> _WORK ORDER_
Every line in the records below that holds "rustc" must be identified and copied.

> _SOURCE MATERIAL_

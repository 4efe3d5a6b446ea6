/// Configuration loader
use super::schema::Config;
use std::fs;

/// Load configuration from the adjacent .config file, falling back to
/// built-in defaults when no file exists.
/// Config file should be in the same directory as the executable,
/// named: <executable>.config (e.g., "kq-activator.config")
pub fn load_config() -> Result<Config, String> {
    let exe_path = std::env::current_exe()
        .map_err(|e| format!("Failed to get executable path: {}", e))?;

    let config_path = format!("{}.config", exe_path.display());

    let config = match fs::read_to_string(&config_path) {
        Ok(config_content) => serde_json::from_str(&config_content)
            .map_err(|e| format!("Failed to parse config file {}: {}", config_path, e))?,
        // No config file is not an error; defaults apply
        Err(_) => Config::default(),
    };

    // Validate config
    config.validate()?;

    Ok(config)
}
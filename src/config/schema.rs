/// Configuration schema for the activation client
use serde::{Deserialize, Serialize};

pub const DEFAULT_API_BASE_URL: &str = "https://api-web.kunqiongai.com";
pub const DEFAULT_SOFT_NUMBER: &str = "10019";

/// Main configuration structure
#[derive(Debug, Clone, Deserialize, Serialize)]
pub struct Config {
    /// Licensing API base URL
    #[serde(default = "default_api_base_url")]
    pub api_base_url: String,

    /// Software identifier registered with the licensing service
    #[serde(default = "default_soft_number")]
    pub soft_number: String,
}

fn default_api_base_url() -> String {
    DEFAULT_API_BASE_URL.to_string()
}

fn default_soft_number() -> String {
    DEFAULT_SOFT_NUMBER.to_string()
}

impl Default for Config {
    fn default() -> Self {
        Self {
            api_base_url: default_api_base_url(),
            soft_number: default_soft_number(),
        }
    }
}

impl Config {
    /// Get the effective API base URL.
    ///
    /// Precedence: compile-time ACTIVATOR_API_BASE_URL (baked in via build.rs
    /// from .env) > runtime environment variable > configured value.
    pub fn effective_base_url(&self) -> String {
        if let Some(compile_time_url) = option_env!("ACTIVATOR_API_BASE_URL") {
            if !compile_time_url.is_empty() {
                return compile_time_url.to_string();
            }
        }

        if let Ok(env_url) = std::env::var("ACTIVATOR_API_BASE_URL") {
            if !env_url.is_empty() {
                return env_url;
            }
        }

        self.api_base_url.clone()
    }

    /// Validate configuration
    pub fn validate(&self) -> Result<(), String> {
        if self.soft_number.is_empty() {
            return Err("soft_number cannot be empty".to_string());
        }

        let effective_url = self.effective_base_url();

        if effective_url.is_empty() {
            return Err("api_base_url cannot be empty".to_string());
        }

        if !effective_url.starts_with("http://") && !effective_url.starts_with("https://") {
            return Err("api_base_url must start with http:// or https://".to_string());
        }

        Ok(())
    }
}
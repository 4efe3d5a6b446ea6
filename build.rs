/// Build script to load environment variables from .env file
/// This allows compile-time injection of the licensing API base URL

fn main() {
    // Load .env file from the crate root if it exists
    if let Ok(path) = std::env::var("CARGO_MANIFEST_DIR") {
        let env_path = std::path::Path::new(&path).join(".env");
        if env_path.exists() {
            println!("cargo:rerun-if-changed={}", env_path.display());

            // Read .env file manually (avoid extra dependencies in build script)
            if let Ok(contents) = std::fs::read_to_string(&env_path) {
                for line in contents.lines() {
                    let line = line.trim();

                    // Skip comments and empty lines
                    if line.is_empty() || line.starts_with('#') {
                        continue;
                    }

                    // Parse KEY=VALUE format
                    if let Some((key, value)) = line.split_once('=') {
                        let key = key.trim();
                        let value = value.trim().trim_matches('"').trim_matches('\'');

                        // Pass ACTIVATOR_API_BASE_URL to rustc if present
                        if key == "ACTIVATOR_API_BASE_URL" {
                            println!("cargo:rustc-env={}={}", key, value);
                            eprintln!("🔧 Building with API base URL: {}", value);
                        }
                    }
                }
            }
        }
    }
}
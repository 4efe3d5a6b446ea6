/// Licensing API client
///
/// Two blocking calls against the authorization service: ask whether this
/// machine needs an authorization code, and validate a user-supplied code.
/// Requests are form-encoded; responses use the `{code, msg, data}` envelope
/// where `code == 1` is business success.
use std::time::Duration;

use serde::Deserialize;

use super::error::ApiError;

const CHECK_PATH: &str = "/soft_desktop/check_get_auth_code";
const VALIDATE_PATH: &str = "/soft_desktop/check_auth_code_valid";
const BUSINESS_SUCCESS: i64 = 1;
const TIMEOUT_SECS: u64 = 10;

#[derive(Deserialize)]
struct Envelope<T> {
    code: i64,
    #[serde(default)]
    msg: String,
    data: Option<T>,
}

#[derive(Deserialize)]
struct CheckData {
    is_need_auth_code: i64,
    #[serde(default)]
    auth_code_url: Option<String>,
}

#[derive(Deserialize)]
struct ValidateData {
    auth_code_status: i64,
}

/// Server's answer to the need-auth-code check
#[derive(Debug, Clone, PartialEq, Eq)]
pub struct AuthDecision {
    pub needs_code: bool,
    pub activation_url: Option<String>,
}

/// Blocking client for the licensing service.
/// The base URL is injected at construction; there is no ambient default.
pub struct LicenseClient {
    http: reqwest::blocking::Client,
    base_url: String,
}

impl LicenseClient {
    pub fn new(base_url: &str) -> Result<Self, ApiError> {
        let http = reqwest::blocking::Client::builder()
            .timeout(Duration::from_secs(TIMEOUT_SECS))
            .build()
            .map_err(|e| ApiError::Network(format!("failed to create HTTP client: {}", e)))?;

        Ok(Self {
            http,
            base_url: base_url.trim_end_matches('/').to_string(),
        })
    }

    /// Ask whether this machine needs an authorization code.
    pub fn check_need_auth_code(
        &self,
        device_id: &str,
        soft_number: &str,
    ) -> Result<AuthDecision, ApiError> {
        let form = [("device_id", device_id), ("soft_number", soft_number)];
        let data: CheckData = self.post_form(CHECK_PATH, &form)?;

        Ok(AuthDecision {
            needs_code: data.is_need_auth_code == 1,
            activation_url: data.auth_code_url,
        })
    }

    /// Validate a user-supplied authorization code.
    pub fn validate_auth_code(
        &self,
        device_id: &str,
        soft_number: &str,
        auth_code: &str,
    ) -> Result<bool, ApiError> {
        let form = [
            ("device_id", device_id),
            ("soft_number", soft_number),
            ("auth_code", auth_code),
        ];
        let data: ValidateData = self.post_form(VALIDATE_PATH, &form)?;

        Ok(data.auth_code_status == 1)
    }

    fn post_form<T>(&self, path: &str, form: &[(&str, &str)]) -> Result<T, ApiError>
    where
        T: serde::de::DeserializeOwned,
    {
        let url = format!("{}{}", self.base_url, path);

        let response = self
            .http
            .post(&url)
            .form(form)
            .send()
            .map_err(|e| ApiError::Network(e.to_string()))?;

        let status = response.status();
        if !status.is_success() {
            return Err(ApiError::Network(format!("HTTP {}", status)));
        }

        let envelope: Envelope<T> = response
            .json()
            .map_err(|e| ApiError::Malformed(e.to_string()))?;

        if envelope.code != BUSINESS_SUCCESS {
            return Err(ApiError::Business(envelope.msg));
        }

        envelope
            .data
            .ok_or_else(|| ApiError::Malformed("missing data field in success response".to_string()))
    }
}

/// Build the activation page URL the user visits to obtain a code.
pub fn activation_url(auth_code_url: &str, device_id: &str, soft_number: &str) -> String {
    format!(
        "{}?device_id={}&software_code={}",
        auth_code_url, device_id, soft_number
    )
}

...

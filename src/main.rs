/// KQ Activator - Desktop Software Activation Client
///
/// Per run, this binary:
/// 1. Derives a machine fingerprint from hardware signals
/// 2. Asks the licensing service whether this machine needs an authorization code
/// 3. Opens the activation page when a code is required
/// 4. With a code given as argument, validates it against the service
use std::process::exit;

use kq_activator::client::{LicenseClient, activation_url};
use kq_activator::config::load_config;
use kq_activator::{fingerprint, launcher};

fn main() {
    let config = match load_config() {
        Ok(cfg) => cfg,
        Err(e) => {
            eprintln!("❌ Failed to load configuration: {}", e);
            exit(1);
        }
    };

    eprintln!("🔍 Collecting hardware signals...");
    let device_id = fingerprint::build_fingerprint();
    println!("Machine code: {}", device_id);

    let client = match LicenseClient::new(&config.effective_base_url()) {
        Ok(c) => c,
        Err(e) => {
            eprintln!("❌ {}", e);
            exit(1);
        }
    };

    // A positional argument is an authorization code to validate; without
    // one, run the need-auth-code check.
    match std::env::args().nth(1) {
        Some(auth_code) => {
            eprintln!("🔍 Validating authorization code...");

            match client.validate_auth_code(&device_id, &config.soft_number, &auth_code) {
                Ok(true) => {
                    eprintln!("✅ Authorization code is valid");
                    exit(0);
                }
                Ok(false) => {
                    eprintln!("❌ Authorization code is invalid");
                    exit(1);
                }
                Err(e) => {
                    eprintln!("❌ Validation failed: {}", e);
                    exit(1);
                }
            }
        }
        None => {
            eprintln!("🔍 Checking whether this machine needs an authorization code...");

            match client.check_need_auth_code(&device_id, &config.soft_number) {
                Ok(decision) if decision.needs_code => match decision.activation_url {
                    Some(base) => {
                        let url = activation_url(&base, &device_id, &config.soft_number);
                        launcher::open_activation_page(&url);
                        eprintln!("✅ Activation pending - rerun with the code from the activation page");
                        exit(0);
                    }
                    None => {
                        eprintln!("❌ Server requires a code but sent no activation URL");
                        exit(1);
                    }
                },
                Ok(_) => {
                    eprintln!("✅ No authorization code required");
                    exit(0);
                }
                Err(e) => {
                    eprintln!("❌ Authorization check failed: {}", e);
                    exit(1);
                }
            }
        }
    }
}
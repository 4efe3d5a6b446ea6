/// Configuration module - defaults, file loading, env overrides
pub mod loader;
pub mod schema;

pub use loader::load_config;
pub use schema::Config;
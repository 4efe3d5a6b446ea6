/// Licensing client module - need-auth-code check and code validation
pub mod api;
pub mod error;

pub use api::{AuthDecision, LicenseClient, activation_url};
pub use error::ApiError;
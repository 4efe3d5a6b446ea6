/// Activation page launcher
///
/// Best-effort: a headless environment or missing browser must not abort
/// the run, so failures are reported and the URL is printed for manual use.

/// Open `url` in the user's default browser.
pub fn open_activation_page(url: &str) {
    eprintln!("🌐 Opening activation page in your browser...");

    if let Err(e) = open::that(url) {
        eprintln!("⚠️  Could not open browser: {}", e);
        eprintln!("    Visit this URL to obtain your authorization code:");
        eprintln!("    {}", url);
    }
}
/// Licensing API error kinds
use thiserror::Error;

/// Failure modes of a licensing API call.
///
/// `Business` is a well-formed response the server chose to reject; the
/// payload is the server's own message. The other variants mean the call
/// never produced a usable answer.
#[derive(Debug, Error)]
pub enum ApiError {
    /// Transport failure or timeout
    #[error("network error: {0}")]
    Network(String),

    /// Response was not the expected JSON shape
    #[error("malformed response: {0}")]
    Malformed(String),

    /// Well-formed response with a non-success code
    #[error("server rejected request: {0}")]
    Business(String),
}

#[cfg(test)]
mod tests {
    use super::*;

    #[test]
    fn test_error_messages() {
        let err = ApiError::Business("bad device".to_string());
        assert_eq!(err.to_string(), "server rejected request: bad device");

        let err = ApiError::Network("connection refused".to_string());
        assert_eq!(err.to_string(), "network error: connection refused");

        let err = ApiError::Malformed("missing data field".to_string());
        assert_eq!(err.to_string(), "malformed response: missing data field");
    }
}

---

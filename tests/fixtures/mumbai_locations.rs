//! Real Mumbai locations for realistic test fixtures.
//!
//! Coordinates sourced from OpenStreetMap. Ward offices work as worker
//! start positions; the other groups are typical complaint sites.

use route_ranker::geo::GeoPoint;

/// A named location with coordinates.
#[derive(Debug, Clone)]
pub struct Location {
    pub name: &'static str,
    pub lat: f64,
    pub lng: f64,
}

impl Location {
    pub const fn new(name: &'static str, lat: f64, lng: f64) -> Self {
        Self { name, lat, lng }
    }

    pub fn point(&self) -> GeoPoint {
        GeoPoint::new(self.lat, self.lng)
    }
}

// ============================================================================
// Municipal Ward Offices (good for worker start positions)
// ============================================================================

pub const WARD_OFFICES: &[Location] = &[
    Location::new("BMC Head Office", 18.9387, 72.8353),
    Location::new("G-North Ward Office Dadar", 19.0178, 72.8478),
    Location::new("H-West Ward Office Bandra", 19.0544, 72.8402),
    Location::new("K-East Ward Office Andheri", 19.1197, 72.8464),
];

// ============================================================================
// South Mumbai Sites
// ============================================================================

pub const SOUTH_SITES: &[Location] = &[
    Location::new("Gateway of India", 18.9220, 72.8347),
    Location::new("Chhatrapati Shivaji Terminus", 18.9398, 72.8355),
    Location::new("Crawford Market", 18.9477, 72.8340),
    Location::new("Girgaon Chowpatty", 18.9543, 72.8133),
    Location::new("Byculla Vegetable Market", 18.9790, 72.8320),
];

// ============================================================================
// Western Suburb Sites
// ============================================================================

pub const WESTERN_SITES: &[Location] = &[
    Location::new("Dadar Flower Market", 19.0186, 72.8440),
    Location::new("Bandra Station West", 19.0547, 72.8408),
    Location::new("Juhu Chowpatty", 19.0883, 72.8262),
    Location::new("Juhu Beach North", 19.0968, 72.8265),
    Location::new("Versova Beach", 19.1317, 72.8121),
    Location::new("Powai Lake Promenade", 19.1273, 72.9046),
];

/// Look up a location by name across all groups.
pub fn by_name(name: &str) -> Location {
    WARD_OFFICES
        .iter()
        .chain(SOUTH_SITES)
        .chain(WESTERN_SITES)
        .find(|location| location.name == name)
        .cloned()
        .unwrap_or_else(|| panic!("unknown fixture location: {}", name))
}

> _PROBLEM SOLUTION_
                        // Pass ACTIVATOR_API_BASE_URL to rustc if present
                            println!("cargo:rustc-env={}={}", key, value);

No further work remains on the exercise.